Fact Table: A fact table is a table that contains the measures of interest. For example, sales amount would be such a measure. This measure is stored in the fact table with the appropriate granularity. For example, it can be sales amount by store by day. In this case, the fact table would contain three columns: A date column, a store column, and a sales amount column.
Lookup Table: The lookup table provides the detailed information about the attributes. For example, the lookup table for the Quarter attribute would include a list of all of the quarters available in the data warehouse. Each row (each quarter) may have several fields, one for the unique ID that identifies the quarter, and one or more additional fields that specifies how that particular quarter is represented on a report (for example, first quarter of 2001 may be represented as "Q1 2001" or "2001 Q1").
The first step in data modeling is to illustrate the relationships between the entities for the enterprise. The manifestation of this illustration is called the "Entity-Relationship (ER) Diagram". From the ER diagram we can then design logical, and subsequently physical, data models.
In designing data models for data warehouses / data marts, the most commonly used schema types are Star Schema, Snowflake Schema, and Federated Star Schema.
Star Schema: In the star schema design, a single object (the fact table) sits in the middle and is radially connected to other surrounding objects (dimension lookup tables) like a star. A star schema can be simple or complex. A simple star consists of one fact table; a complex star can have more than one fact table.
Snowflake Schema: The snowflake schema is an extension of the star schema where each point of the star explodes into more points. The main advantage of the snowflake schema is the improvement in query performance due to minimized disk storage requirements and joining smaller lookup tables. The main disadvantage of the snowflake schema is the additional maintenance efforts needed due to the increase number of lookup tables.
Federated Star Schema: In federated star schema, instead of having the fact table in the middle, a chosen dimension sits in the middle. Then all the fact tables related to this particular dimension radiate from it. Finally, all the other dimensions that are related to each of the fact tables complete the loop. This type of schema is best used when one wants to focus the analysis on that one particular schema. Because all the fact tables are connected to one central dimension, this is an excellent way of performing cross-fact analysis. The construct also allows much better segmentation and profiling of the one dimension of interest.
Data Modeling
Most people involved in application development follow some kind of methodology. A methodology is a prescribed set of processes through which the developer analyzes the client's requirements and develops an application. Major database vendors and computer gurus all practice and promote their own methodology. Some database vendors even make their analysis, design, and development tools conform to a particular methodology. If you are using the tools of a particular vendor, it may be easier to follow their methodology as well. For example, when CNS develops and supports Oracle database applications it uses the Oracle toolset. Accordingly, CNS follows Oracle's CASE*Method application development methodology (or a reasonable facsimile thereof).

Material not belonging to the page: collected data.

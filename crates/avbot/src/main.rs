//! AVBOT - Main entry point.

use anyhow::Context;
use avbot::api::{create_router, AppState};
use avbot::bot::Bot;
use avbot::config::{Config, StoreKind};
use avbot::error::AppResult;
use avbot::lifecycle::ConfigureRequest;
use avbot::services::{http_client, register_all};
use avbot::{ClientSet, CommandRouter, LifecycleManager, ServiceCatalog, ServiceRegistry, WebhookDispatcher};
use matrix_client::{ChatClient, MatrixClient, SyncReceiver};
use secrecy::ExposeSecret;
use service_store::{FileStore, MemoryStore, ServiceStore};
use std::sync::Arc;
use tokio::net::TcpListener;
use tokio::signal;
use tokio_util::sync::CancellationToken;
use tracing::{error, info, warn};
use tracing_subscriber::{layer::SubscriberExt, util::SubscriberInitExt, EnvFilter};

#[tokio::main]
async fn main() -> AppResult<()> {
    // Load configuration
    let config = Config::load().context("Failed to load configuration")?;

    // Initialize logging
    init_logging(&config.bot.log_level, config.bot.log_json);

    info!("Starting AVBOT...");

    let http = http_client(config.bot.http_timeout).context("Failed to create HTTP client")?;

    let mut builder = ServiceRegistry::builder();
    register_all(&mut builder, http)?;
    let registry = Arc::new(builder.build());
    info!("Registered service types: {}", registry.service_types().join(", "));

    let store: Arc<dyn ServiceStore> = match config.store.kind {
        StoreKind::Memory => {
            warn!("Using in-memory service store - configuration is lost on restart");
            Arc::new(MemoryStore::new())
        }
        StoreKind::File => {
            info!("Using file service store at {}", config.store.path.display());
            Arc::new(FileStore::open(&config.store.path).await?)
        }
    };

    let matrix = MatrixClient::new(
        &config.matrix.homeserver_url,
        &config.matrix.user_id,
        config.matrix.access_token.expose_secret().as_str(),
    )?;

    if !matrix.health_check().await {
        error!(
            "Matrix homeserver rejected credentials for {} at {}",
            config.matrix.user_id,
            matrix.homeserver_url()
        );
        return Err(anyhow::anyhow!("Matrix credentials invalid").into());
    }
    info!("Matrix homeserver healthy - User: {}", config.matrix.user_id);

    let client: Arc<dyn ChatClient> = Arc::new(matrix.clone());
    let clients = ClientSet::new();
    clients.insert(client.clone());

    let catalog = ServiceCatalog::new(store, registry);
    let lifecycle = Arc::new(LifecycleManager::new(
        catalog.clone(),
        clients.clone(),
        &config.server.base_url,
    ));

    lifecycle.start_persisted().await?;

    for entry in &config.services {
        let outcome = lifecycle
            .configure(ConfigureRequest {
                service_type: entry.service_type.clone(),
                service_id: entry.id.clone(),
                service_user_id: entry
                    .user_id
                    .clone()
                    .unwrap_or_else(|| config.matrix.user_id.clone()),
                config: entry.config.clone(),
            })
            .await?;
        info!(
            service_id = %outcome.service_id,
            service_type = %outcome.service_type,
            "Configured service from config file"
        );
    }

    let router = Arc::new(CommandRouter::new(
        catalog.clone(),
        clients.clone(),
        &config.bot.trigger,
    ));
    let webhooks = WebhookDispatcher::new(catalog, clients);
    let app = create_router(AppState::new(lifecycle.clone(), webhooks));

    let addr = config.listen_addr();
    let listener = TcpListener::bind(addr).await?;
    info!("Listening on {}", addr);

    let shutdown = CancellationToken::new();
    let server = tokio::spawn({
        let shutdown = shutdown.clone();
        async move {
            if let Err(e) = axum::serve(listener, app)
                .with_graceful_shutdown(shutdown.cancelled_owned())
                .await
            {
                error!("Server error: {}", e);
            }
        }
    });

    tokio::spawn({
        let shutdown = shutdown.clone();
        async move {
            if signal::ctrl_c().await.is_ok() {
                shutdown.cancel();
            }
        }
    });

    let receiver = SyncReceiver::new(matrix, config.matrix.sync_timeout);
    let bot = Arc::new(Bot::new(client, router, config.bot.auto_join));
    bot.run(receiver.stream(), shutdown.clone()).await;

    info!("Shutting down...");
    shutdown.cancel();
    lifecycle.shutdown().await;
    if let Err(e) = server.await {
        error!("Server task failed: {}", e);
    }
    Ok(())
}

fn init_logging(level: &str, json: bool) {
    let filter = EnvFilter::try_from_default_env().unwrap_or_else(|_| EnvFilter::new(level));

    let registry = tracing_subscriber::registry().with(filter);
    if json {
        registry.with(tracing_subscriber::fmt::layer().json()).init();
    } else {
        registry.with(tracing_subscriber::fmt::layer()).init();
    }
}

One technique commonly used in analyzing the client's requirements is data modeling. The purpose of data modeling is to develop an accurate model, or graphical representation, of the client's information needs and business processes. The data model acts as a framework for the development of the new or enhanced application. There are almost as many methods of data modeling as there are application development methodologies. CNS uses the Oracle CASE*Method for its data modeling.

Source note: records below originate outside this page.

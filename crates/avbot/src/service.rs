//! The service capability trait and the values it exchanges with the core.

use crate::error::{CommandError, WebhookError};
use crate::format::markdown_render;
use async_trait::async_trait;
use axum::body::Bytes;
use axum::http::HeaderMap;
use futures::future::BoxFuture;
use futures::FutureExt;
use matrix_client::{ChatClient, HtmlMessage, TextMessage};
use serde::de::DeserializeOwned;
use std::future::Future;
use std::sync::Arc;
use tokio::task::JoinHandle;
use tokio_util::sync::CancellationToken;
use tracing::warn;

/// Identity fields every service instance carries.
#[derive(Debug, Clone, PartialEq, Eq)]
pub struct ServiceMeta {
    pub service_id: String,
    pub service_type: String,
    pub service_user_id: String,
    pub webhook_endpoint_url: String,
}

impl ServiceMeta {
    pub fn new(
        service_id: impl Into<String>,
        service_type: impl Into<String>,
        service_user_id: impl Into<String>,
        webhook_endpoint_url: impl Into<String>,
    ) -> Self {
        Self {
            service_id: service_id.into(),
            service_type: service_type.into(),
            service_user_id: service_user_id.into(),
            webhook_endpoint_url: webhook_endpoint_url.into(),
        }
    }
}

/// A reply produced by a command handler.
#[derive(Debug, Clone, PartialEq)]
pub enum Reply {
    Notice(String),
    Text(String),
    Html(HtmlMessage),
}

impl Reply {
    pub fn notice(body: impl Into<String>) -> Self {
        Reply::Notice(body.into())
    }

    pub fn text(body: impl Into<String>) -> Self {
        Reply::Text(body.into())
    }

    /// `m.text` message with the Markdown body rendered to HTML.
    pub fn markdown(body: impl Into<String>) -> Self {
        let body = body.into();
        let html = markdown_render(&body);
        Reply::Html(HtmlMessage::new("m.text", body, html))
    }

    /// Plain body of the reply.
    pub fn body(&self) -> &str {
        match self {
            Reply::Notice(body) | Reply::Text(body) => body,
            Reply::Html(msg) => &msg.body,
        }
    }

    /// Event content for `m.room.message`.
    pub fn to_content(&self) -> serde_json::Value {
        let value = match self {
            Reply::Notice(body) => serde_json::to_value(TextMessage::notice(body.as_str())),
            Reply::Text(body) => serde_json::to_value(TextMessage::text(body.as_str())),
            Reply::Html(msg) => serde_json::to_value(msg),
        };
        // Plain string-field structs always serialize.
        value.unwrap_or_default()
    }
}

/// Arguments handed to a command handler.
#[derive(Debug, Clone, PartialEq)]
pub struct CommandRequest {
    pub room_id: String,
    pub user_id: String,
    /// Tokens following the matched command path.
    pub args: Vec<String>,
}

/// Result of a command handler. `Ok(None)` means the handler replied itself
/// (or chose not to).
pub type CommandResult = Result<Option<Reply>, CommandError>;

type CommandFn = Arc<dyn Fn(CommandRequest) -> BoxFuture<'static, CommandResult> + Send + Sync>;

/// A chat command: a path of segments plus its handler.
#[derive(Clone)]
pub struct Command {
    pub path: Vec<String>,
    handler: CommandFn,
}

impl Command {
    pub fn new<F, Fut>(path: &[&str], handler: F) -> Self
    where
        F: Fn(CommandRequest) -> Fut + Send + Sync + 'static,
        Fut: Future<Output = CommandResult> + Send + 'static,
    {
        Self {
            path: path.iter().map(|s| s.to_string()).collect(),
            handler: Arc::new(move |request| handler(request).boxed()),
        }
    }

    pub async fn invoke(&self, request: CommandRequest) -> CommandResult {
        (self.handler)(request).await
    }
}

impl std::fmt::Debug for Command {
    fn fmt(&self, f: &mut std::fmt::Formatter<'_>) -> std::fmt::Result {
        f.debug_struct("Command").field("path", &self.path).finish()
    }
}

/// Who may run a service's commands. `None` means unrestricted.
#[derive(Debug, Clone, Default, PartialEq, Eq)]
pub struct AccessPolicy {
    pub rooms: Option<Vec<String>>,
    pub users: Option<Vec<String>>,
}

impl AccessPolicy {
    pub fn allows(&self, room_id: &str, user_id: &str) -> bool {
        let room_ok = self
            .rooms
            .as_ref()
            .map_or(true, |rooms| rooms.iter().any(|r| r == room_id));
        let user_ok = self
            .users
            .as_ref()
            .map_or(true, |users| users.iter().any(|u| u == user_id));
        room_ok && user_ok
    }
}

/// Decision returned by [`Service::post_register`].
#[derive(Debug, Clone, Copy, PartialEq, Eq)]
pub enum PostRegister {
    Keep,
    /// The configuration is degenerate; remove the service.
    Delete,
}

/// Inbound webhook request.
#[derive(Debug, Clone, Default)]
pub struct WebhookRequest {
    pub body: Bytes,
    pub headers: HeaderMap,
}

impl WebhookRequest {
    pub fn new(body: impl Into<Bytes>, headers: HeaderMap) -> Self {
        Self {
            body: body.into(),
            headers,
        }
    }

    /// Decode the JSON body into the payload shape a service expects.
    pub fn json<T: DeserializeOwned>(&self) -> Result<T, WebhookError> {
        serde_json::from_slice(&self.body).map_err(|e| WebhookError::Decode(e.to_string()))
    }

    pub fn header(&self, name: &str) -> Option<&str> {
        self.headers.get(name).and_then(|v| v.to_str().ok())
    }
}

/// A long-running task owned by a service instance.
///
/// The task receives a cancellation token and must return promptly once it
/// is cancelled.
pub struct BackgroundTask {
    token: CancellationToken,
    handle: JoinHandle<()>,
}

impl BackgroundTask {
    pub fn spawn<F, Fut>(task: F) -> Self
    where
        F: FnOnce(CancellationToken) -> Fut,
        Fut: Future<Output = ()> + Send + 'static,
    {
        let token = CancellationToken::new();
        let handle = tokio::spawn(task(token.clone()));
        Self { token, handle }
    }

    pub fn is_finished(&self) -> bool {
        self.handle.is_finished()
    }

    /// Cancel the task and wait for it to finish.
    pub async fn stop(self) {
        self.token.cancel();
        if let Err(e) = self.handle.await {
            if e.is_panic() {
                warn!("Background task panicked: {}", e);
            }
        }
    }
}

/// A configured, addressable unit contributing chat commands and/or handling
/// webhooks.
#[async_trait]
pub trait Service: Send + Sync {
    fn meta(&self) -> &ServiceMeta;

    fn service_id(&self) -> &str {
        &self.meta().service_id
    }

    fn service_type(&self) -> &str {
        &self.meta().service_type
    }

    fn service_user_id(&self) -> &str {
        &self.meta().service_user_id
    }

    /// Replace this instance's configuration from its JSON form.
    fn load_config(&mut self, config: serde_json::Value) -> Result<(), serde_json::Error>;

    /// JSON form of this instance's configuration.
    fn config(&self) -> Result<serde_json::Value, serde_json::Error>;

    /// Rooms and users allowed to run this service's commands.
    fn access(&self) -> AccessPolicy {
        AccessPolicy::default()
    }

    /// Commands contributed by this instance. Queried on every dispatch.
    fn commands(self: Arc<Self>, _client: Arc<dyn ChatClient>) -> Vec<Command> {
        Vec::new()
    }

    /// Validate and react to new configuration before it is persisted.
    async fn register(
        &mut self,
        _old: Option<&dyn Service>,
        _client: Arc<dyn ChatClient>,
    ) -> anyhow::Result<Option<BackgroundTask>> {
        Ok(None)
    }

    /// Runs after the configuration is persisted.
    async fn post_register(&self, _old: Option<&dyn Service>) -> PostRegister {
        PostRegister::Keep
    }

    async fn on_receive_webhook(
        &self,
        _request: WebhookRequest,
        _client: Arc<dyn ChatClient>,
    ) -> Result<(), WebhookError> {
        Err(WebhookError::Unsupported)
    }
}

As time goes by, applications tend to accrue new layers, just like an onion. We develop more paper pushing and report printing, adding new layers of functions and features. Soon it gets to the point where we can only see with difficulty the core of the application where its essence lies. Around the core of the application we see layer upon layer, protecting, nurturing, but ultimately obscuring the core. Our systems and applications often fall victim to these protective or hiding processes. The essence of an application is lost in the shuffle of paper and the accretion of day-to-day changes. Data modeling encourages both the developer and the client to tear off these excess layers, to explore and revisit the essence or purpose of the application once more. The new analysis determines what needs to feed into and what feeds from the core purpose.

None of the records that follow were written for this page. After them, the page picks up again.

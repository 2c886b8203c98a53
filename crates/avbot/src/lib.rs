//! Matrix bot framework: pluggable services answer chat commands and
//! third-party webhooks, configured at runtime through an admin API.

pub mod api;
pub mod bot;
pub mod catalog;
pub mod clients;
pub mod config;
pub mod error;
pub mod format;
pub mod lifecycle;
pub mod matching;
pub mod registry;
pub mod router;
pub mod service;
pub mod services;
pub mod webhook;

#[cfg(test)]
mod test_support;

pub use catalog::ServiceCatalog;
pub use clients::ClientSet;
pub use error::{AppError, AppResult, CommandError, RegistryError, ServiceError, WebhookError};
pub use lifecycle::{ConfigureOutcome, ConfigureRequest, LifecycleManager};
pub use registry::{RegistryBuilder, ServiceRegistry};
pub use router::{CommandRouter, Dispatch};
pub use service::{
    AccessPolicy, BackgroundTask, Command, CommandRequest, CommandResult, PostRegister, Reply,
    Service, ServiceMeta, WebhookRequest,
};
pub use webhook::WebhookDispatcher;
//! Text helpers shared by services: Markdown rendering, column padding and
//! `%{var}` templates.

use pulldown_cmark::{html, Options, Parser};
use std::collections::HashMap;

/// Render Markdown to an HTML fragment.
pub fn markdown_render(input: &str) -> String {
    let mut options = Options::empty();
    options.insert(Options::ENABLE_TABLES);
    options.insert(Options::ENABLE_STRIKETHROUGH);

    let parser = Parser::new_ext(input, options);
    let mut out = String::with_capacity(input.len() * 3 / 2);
    html::push_html(&mut out, parser);
    out.trim_end().to_string()
}

/// Pad `value` with spaces on the right to `width` characters.
///
/// Values already at or past `width` are returned unchanged.
pub fn pad_to_width(value: &str, width: usize) -> String {
    let mut out = String::from(value);
    let mut len = value.chars().count();
    while len < width {
        out.push(' ');
        len += 1;
    }
    out
}

/// Substitute `%{name}` placeholders. Unknown placeholders are left as-is.
pub fn render_template(template: &str, vars: &HashMap<&str, String>) -> String {
    let mut out = String::with_capacity(template.len());
    let mut rest = template;

    while let Some(start) = rest.find("%{") {
        out.push_str(&rest[..start]);
        let after = &rest[start + 2..];
        match after.find('}') {
            Some(end) => {
                let name = &after[..end];
                match vars.get(name) {
                    Some(value) => out.push_str(value),
                    None => {
                        out.push_str("%{");
                        out.push_str(name);
                        out.push('}');
                    }
                }
                rest = &after[end + 1..];
            }
            None => {
                out.push_str(&rest[start..]);
                rest = "";
            }
        }
    }
    out.push_str(rest);
    out
}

Application Audience and Services
After participants at CNS-sponsored application analysis meetings agree on a scope and objectives statement, we find it helpful to identify the audience of the application. To whom do you offer the services we are modeling? Who is affected by the application? Answers to these and similar questions help the participants stay in focus with the desired application results.
After assembling an audience list, we then develop a list of services provided by the application. This list includes the services of the existing application and any desired future services in the new application. From this list, we model the information requirements of each service. To do this, it is useful to first identify the three most important services of the application, and then of those three, the single most important service. Eventually all of the services will be modeled. Focusing our data modeling on one service just gives us a starting point.
Entities
The next step in modeling a service or process, is to identify the entities involved in that process. An entity is a thing or object of significance to the business, whether real or imagined, about which the business must collect and maintain data, or about which information needs to be known or held. An entity may be a tangible or real object like a person or a building; it may be an activity like an appointment or an operation; it may be conceptual as in a cost center or an organizational unit.
Whatever is chosen as an entity must be described in real terms. It must be uniquely identifiable. That is, each instance or occurrence of an entity must be separate and distinctly identifiable from all other instances of that type of entity.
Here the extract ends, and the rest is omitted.